[Excerpts from a dataset]
Start of Block
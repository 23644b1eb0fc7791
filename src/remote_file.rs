//! Remote files and parcels
//! ------------------------
//!
//! When the Nimbus client lists a folder, every resource in the listing
//! surfaces as a `RemoteFile`: a snapshot of the server-side metadata for
//! one file or directory (path, sizes, timestamps, permission text, owner,
//! favorite/encryption flags, preview flag, note).
//!
//! Records cross component boundaries as "parcels", an ordered-field
//! envelope with no field tags. Reading is positional, so the slot order
//! below is the binding contract between writer and reader.
//!
//! A `RemoteFile` parcel contains the following slots:
//!
//! ```ascii
//!     [String:"<remote_path>"]
//!     [String:"<mime_type>"]            /* null when the server sent none */
//!     [Int64:length]
//!     [Int64:creation_timestamp]
//!     [Int64:modified_timestamp]
//!     [String:"<etag>"]                 /* null when the server sent none */
//!     [String:"<permissions>"]          /* null when the server sent none */
//!     [String:"<remote_id>"]            /* null when the server sent none */
//!     [Int64:size]
//!     [String:"true"|"false"]           /* is_favorite */
//!     [String:"true"|"false"]           /* is_encrypted */
//!     [MountType:mount_type]            /* null flag + Int32 variant tag */
//!     [String:"<owner_id>"]
//!     [String:"<owner_display_name>"]
//!     [String:"true"|"false"]           /* has_preview */
//!     [String:"<note>"]
//! ```
//!
//! Notes:
//!
//! - Booleans travel as the string tokens `"true"`/`"false"`, not as flag
//!   bytes. Decoding matches `"true"` case-insensitively; any other value,
//!   including a null slot, decodes to `false`.
//!
//! - `unread_comments_count` never crosses the parcel boundary. Reading a
//!   parcel into an existing record leaves that field untouched.
//!
//! - `length` and `size` are two independent byte counts. The listing
//!   layer historically populated both from closely related properties and
//!   consumers read either, so they are kept distinct here.

use chrono::{DateTime, Utc};
use serde::{Deserialize, Serialize};
use sha1::{Digest, Sha1};

use crate::entry::DirectoryEntry;
use crate::error::{Error, Result};
use crate::mount::MountType;
use crate::parcel::{ParcelRead, ParcelWrite};

/// Separator, and first character, of every absolute remote path.
pub const PATH_SEPARATOR: &str = "/";

/// Content type the listing layer reports for directories.
pub const MIME_TYPE_DIRECTORY: &str = "DIR";

/// Metadata snapshot of one remote file or directory.
///
/// Fields are public and freely mutable; only the path-taking constructors
/// validate. A record built by [`RemoteFile::new`] or
/// [`RemoteFile::from_entry`] is guaranteed to carry a non-empty
/// `remote_path` starting with [`PATH_SEPARATOR`]. `owner_id`,
/// `owner_display_name` and `note` are never absent, only empty; the other
/// string fields distinguish absent (`None`) from empty, and consumers
/// branch on that difference.
#[derive(Debug, Clone, Default, PartialEq, Deserialize, Serialize)]
pub struct RemoteFile {
    #[serde(rename = "remotePath")]
    pub remote_path: String,
    #[serde(rename = "mimeType", skip_serializing_if = "Option::is_none", default)]
    pub mime_type: Option<String>,
    /// Byte count used by the transfer layer
    pub length: i64,
    /// Byte count reported by the listing layer, independent of `length`
    pub size: i64,
    /// Epoch seconds, 0 = unknown
    #[serde(rename = "creationTimestamp")]
    pub creation_timestamp: i64,
    /// Epoch seconds, 0 = unknown
    #[serde(rename = "modifiedTimestamp")]
    pub modified_timestamp: i64,
    #[serde(skip_serializing_if = "Option::is_none", default)]
    pub etag: Option<String>,
    /// Opaque permission flags exactly as the server sent them
    #[serde(skip_serializing_if = "Option::is_none", default)]
    pub permissions: Option<String>,
    #[serde(rename = "remoteId", skip_serializing_if = "Option::is_none", default)]
    pub remote_id: Option<String>,
    #[serde(rename = "isFavorite", default)]
    pub is_favorite: bool,
    #[serde(rename = "isEncrypted", default)]
    pub is_encrypted: bool,
    #[serde(rename = "mountType", skip_serializing_if = "Option::is_none", default)]
    pub mount_type: Option<MountType>,
    #[serde(rename = "ownerId", default)]
    pub owner_id: String,
    #[serde(rename = "ownerDisplayName", default)]
    pub owner_display_name: String,
    #[serde(rename = "unreadCommentsCount", default)]
    pub unread_comments_count: i32,
    #[serde(rename = "hasPreview", default)]
    pub has_preview: bool,
    #[serde(default)]
    pub note: String,
}

impl RemoteFile {
    /// Create a new `RemoteFile` with the given path and every other field
    /// at its default.
    ///
    /// The path must already be URL-decoded, and [`PATH_SEPARATOR`] must be
    /// its first character. It is stored verbatim; no decoding or
    /// normalization happens here.
    pub fn new(path: &str) -> Result<RemoteFile> {
        if path.is_empty() || !path.starts_with(PATH_SEPARATOR) {
            return Err(Error::InvalidPath(path.to_string()));
        }
        Ok(RemoteFile {
            remote_path: path.to_string(),
            ..RemoteFile::default()
        })
    }

    /// Build a `RemoteFile` from a directory-listing entry.
    ///
    /// The entry's decoded path goes through the same validation as
    /// [`RemoteFile::new`]; every other listed field is copied over
    /// unchanged. `is_encrypted`, `unread_comments_count` and
    /// `has_preview` are not part of the listing entry and stay at their
    /// defaults.
    pub fn from_entry(entry: &DirectoryEntry) -> Result<RemoteFile> {
        let mut file = RemoteFile::new(&entry.decoded_path)?;
        file.creation_timestamp = entry.create_timestamp;
        file.length = entry.content_length;
        file.mime_type = entry.content_type.clone();
        file.modified_timestamp = entry.modified_timestamp;
        file.etag = entry.etag.clone();
        file.permissions = entry.permissions.clone();
        file.remote_id = entry.remote_id.clone();
        file.size = entry.size;
        file.is_favorite = entry.is_favorite;
        file.mount_type = entry.mount_type;
        file.owner_id = entry.owner_id.clone();
        file.owner_display_name = entry.owner_display_name.clone();
        file.note = entry.note.clone();
        Ok(file)
    }

    /// Reconstruct a `RemoteFile` from a parcel.
    pub fn from_parcel<R: ParcelRead>(reader: &mut R) -> Result<RemoteFile> {
        let mut file = RemoteFile::default();
        file.read_parcel(reader)?;
        Ok(file)
    }

    /// Read a parcel into this record, slot by slot in the documented
    /// order. Fields outside the envelope keep their current values.
    pub fn read_parcel<R: ParcelRead>(&mut self, reader: &mut R) -> Result<()> {
        self.remote_path = reader.read_parcel_string()?.unwrap_or_default();
        self.mime_type = reader.read_parcel_string()?;
        self.length = reader.read_parcel_i64()?;
        self.creation_timestamp = reader.read_parcel_i64()?;
        self.modified_timestamp = reader.read_parcel_i64()?;
        self.etag = reader.read_parcel_string()?;
        self.permissions = reader.read_parcel_string()?;
        self.remote_id = reader.read_parcel_string()?;
        self.size = reader.read_parcel_i64()?;
        self.is_favorite = parse_boolean(reader.read_parcel_string()?);
        self.is_encrypted = parse_boolean(reader.read_parcel_string()?);
        self.mount_type = MountType::read_parcel(reader)?;
        self.owner_id = reader.read_parcel_string()?.unwrap_or_default();
        self.owner_display_name = reader.read_parcel_string()?.unwrap_or_default();
        self.has_preview = parse_boolean(reader.read_parcel_string()?);
        self.note = reader.read_parcel_string()?.unwrap_or_default();
        Ok(())
    }

    /// Write this record as a parcel, slot by slot in the documented order.
    pub fn write_parcel<W: ParcelWrite>(&self, writer: &mut W) -> Result<()> {
        writer.write_parcel_string(Some(&self.remote_path))?;
        writer.write_parcel_string(self.mime_type.as_deref())?;
        writer.write_parcel_i64(self.length)?;
        writer.write_parcel_i64(self.creation_timestamp)?;
        writer.write_parcel_i64(self.modified_timestamp)?;
        writer.write_parcel_string(self.etag.as_deref())?;
        writer.write_parcel_string(self.permissions.as_deref())?;
        writer.write_parcel_string(self.remote_id.as_deref())?;
        writer.write_parcel_i64(self.size)?;
        writer.write_parcel_string(Some(boolean_token(self.is_favorite)))?;
        writer.write_parcel_string(Some(boolean_token(self.is_encrypted)))?;
        MountType::write_parcel(self.mount_type, writer)?;
        writer.write_parcel_string(Some(&self.owner_id))?;
        writer.write_parcel_string(Some(&self.owner_display_name))?;
        writer.write_parcel_string(Some(boolean_token(self.has_preview)))?;
        writer.write_parcel_string(Some(&self.note))?;
        Ok(())
    }

    /// Diagnostic fingerprint of the record's contents: the first four
    /// bytes of a SHA-1 over every field, including the ones outside the
    /// parcel envelope.
    ///
    /// Deterministic for identical contents, but carries no contractual
    /// meaning beyond that. Not an identity, and not usable for equality.
    pub fn content_digest(&self) -> i32 {
        let mut hasher = Sha1::new();
        digest_string(&mut hasher, Some(&self.remote_path));
        digest_string(&mut hasher, self.mime_type.as_deref());
        hasher.update(self.length.to_be_bytes());
        hasher.update(self.size.to_be_bytes());
        hasher.update(self.creation_timestamp.to_be_bytes());
        hasher.update(self.modified_timestamp.to_be_bytes());
        digest_string(&mut hasher, self.etag.as_deref());
        digest_string(&mut hasher, self.permissions.as_deref());
        digest_string(&mut hasher, self.remote_id.as_deref());
        hasher.update([self.is_favorite as u8, self.is_encrypted as u8]);
        match self.mount_type {
            Some(mount_type) => {
                hasher.update([0x01]);
                hasher.update(mount_type.tag().to_be_bytes());
            }
            None => hasher.update([0x00]),
        }
        digest_string(&mut hasher, Some(&self.owner_id));
        digest_string(&mut hasher, Some(&self.owner_display_name));
        hasher.update(self.unread_comments_count.to_be_bytes());
        hasher.update([self.has_preview as u8]);
        digest_string(&mut hasher, Some(&self.note));

        let digest = hasher.finalize();
        i32::from_be_bytes([digest[0], digest[1], digest[2], digest[3]])
    }

    /// Creation time as a timestamp, `None` while unknown.
    pub fn created_at(&self) -> Option<DateTime<Utc>> {
        if self.creation_timestamp == 0 {
            return None;
        }
        DateTime::from_timestamp(self.creation_timestamp, 0)
    }

    /// Last-modified time as a timestamp, `None` while unknown.
    pub fn modified_at(&self) -> Option<DateTime<Utc>> {
        if self.modified_timestamp == 0 {
            return None;
        }
        DateTime::from_timestamp(self.modified_timestamp, 0)
    }

    /// Whether the listing layer reported this record as a directory.
    pub fn is_directory(&self) -> bool {
        self.mime_type.as_deref() == Some(MIME_TYPE_DIRECTORY)
    }
}

/// Lenient boolean decoding for parcel slots: any casing of "true" is
/// true; anything else, including a null slot, is false.
fn parse_boolean(value: Option<String>) -> bool {
    value.is_some_and(|token| token.eq_ignore_ascii_case("true"))
}

fn boolean_token(value: bool) -> &'static str {
    if value {
        "true"
    } else {
        "false"
    }
}

/// Length-framed field update so adjacent fields can't alias each other in
/// the digest.
fn digest_string(hasher: &mut Sha1, value: Option<&str>) {
    match value {
        Some(string) => {
            hasher.update([0x01]);
            hasher.update((string.len() as u64).to_be_bytes());
            hasher.update(string.as_bytes());
        }
        None => hasher.update([0x00]),
    }
}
End of Block
→ Exercise
Please give the number of lines above that contain the string "absent", and nothing more.

→ Answer to this problem
2